EXERCISE BRIEF:
Your task is to repeat exactly the lines below between the line holding "self.todos.iter().filter(|t| t.title.contains(text)).collect()" and the line holding "pub fn list_completed(&self)", inclusive, and only those.

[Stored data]
++++++++++++++++++++

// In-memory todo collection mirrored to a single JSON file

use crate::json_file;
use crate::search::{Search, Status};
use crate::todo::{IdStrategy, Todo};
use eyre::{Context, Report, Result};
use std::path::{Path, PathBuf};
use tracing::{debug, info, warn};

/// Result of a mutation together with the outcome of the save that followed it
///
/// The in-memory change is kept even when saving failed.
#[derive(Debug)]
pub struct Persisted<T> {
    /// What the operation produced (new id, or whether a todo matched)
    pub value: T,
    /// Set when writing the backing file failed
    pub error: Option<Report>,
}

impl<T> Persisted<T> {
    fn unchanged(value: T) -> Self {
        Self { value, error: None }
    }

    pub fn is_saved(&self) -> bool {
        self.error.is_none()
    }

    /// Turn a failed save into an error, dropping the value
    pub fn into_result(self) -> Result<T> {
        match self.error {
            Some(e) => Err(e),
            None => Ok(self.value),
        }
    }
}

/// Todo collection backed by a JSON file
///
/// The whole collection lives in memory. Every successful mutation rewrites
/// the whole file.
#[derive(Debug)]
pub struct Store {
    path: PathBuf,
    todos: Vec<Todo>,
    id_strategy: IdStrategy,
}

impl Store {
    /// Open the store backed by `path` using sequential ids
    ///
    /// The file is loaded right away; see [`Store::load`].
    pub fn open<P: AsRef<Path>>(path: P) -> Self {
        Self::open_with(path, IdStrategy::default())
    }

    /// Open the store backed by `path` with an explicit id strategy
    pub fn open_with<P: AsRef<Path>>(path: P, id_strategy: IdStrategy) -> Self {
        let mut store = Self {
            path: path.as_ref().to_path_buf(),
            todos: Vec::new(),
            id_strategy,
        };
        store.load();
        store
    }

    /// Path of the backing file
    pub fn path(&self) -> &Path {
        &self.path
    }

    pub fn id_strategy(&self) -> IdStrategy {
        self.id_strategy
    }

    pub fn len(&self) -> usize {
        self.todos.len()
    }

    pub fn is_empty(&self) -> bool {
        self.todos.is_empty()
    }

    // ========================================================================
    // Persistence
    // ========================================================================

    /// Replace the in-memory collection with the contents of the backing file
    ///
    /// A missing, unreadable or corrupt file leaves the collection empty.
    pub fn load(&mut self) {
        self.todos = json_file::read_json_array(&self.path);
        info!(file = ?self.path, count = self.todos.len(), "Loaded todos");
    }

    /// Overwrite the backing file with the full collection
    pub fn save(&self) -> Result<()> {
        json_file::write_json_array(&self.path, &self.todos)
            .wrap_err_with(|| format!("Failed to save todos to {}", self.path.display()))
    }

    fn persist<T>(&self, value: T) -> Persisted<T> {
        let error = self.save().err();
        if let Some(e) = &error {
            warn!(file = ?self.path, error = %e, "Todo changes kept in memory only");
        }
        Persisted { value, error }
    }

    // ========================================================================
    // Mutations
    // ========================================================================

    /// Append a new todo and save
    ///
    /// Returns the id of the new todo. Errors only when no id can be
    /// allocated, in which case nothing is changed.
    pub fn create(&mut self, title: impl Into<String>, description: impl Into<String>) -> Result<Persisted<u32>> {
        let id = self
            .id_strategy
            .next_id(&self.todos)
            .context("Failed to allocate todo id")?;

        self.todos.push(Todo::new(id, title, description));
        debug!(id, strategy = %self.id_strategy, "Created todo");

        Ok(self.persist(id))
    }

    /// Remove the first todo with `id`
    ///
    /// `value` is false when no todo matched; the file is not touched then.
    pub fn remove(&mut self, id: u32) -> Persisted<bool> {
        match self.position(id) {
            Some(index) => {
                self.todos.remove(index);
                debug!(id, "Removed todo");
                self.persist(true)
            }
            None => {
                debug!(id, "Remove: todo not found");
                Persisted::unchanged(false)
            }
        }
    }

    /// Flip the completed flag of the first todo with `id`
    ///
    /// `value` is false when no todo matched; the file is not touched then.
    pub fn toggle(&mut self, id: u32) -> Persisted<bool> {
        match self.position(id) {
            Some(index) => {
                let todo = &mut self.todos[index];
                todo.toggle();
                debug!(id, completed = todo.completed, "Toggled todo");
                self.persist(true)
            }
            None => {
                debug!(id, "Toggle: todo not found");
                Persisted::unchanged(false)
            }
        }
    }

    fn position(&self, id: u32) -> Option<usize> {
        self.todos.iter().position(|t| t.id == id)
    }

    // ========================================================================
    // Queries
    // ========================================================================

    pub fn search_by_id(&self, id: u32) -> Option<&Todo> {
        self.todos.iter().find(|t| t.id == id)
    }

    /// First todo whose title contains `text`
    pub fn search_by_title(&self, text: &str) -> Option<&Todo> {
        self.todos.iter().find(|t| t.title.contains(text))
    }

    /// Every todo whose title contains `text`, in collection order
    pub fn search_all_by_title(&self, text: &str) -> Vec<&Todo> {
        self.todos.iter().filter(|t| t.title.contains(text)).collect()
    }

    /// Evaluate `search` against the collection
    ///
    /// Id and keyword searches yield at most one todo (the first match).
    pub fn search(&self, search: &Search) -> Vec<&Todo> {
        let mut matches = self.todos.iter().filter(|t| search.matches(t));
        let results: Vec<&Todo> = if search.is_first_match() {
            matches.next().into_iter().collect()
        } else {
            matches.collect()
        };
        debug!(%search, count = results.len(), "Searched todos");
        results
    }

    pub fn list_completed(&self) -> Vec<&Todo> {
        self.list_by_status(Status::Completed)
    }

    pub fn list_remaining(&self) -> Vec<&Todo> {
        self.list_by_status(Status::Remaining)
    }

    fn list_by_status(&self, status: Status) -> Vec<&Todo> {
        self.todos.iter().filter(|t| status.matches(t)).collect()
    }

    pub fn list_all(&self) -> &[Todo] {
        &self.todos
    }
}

++++++++++++++++++++

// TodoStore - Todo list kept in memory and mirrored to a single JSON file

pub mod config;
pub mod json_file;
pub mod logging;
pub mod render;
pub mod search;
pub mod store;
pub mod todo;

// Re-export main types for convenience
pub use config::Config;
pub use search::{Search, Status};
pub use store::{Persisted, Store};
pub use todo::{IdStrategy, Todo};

++++++++++++++++++++

TASK SOLUTION:
        self.todos.iter().filter(|t| t.title.contains(text)).collect()
    }

    /// Evaluate `search` against the collection
    ///
    /// Id and keyword searches yield at most one todo (the first match).
    pub fn search(&self, search: &Search) -> Vec<&Todo> {
        let mut matches = self.todos.iter().filter(|t| search.matches(t));
        let results: Vec<&Todo> = if search.is_first_match() {
            matches.next().into_iter().collect()
        } else {
            matches.collect()
        };
        debug!(%search, count = results.len(), "Searched todos");
        results
    }

    pub fn list_completed(&self) -> Vec<&Todo> {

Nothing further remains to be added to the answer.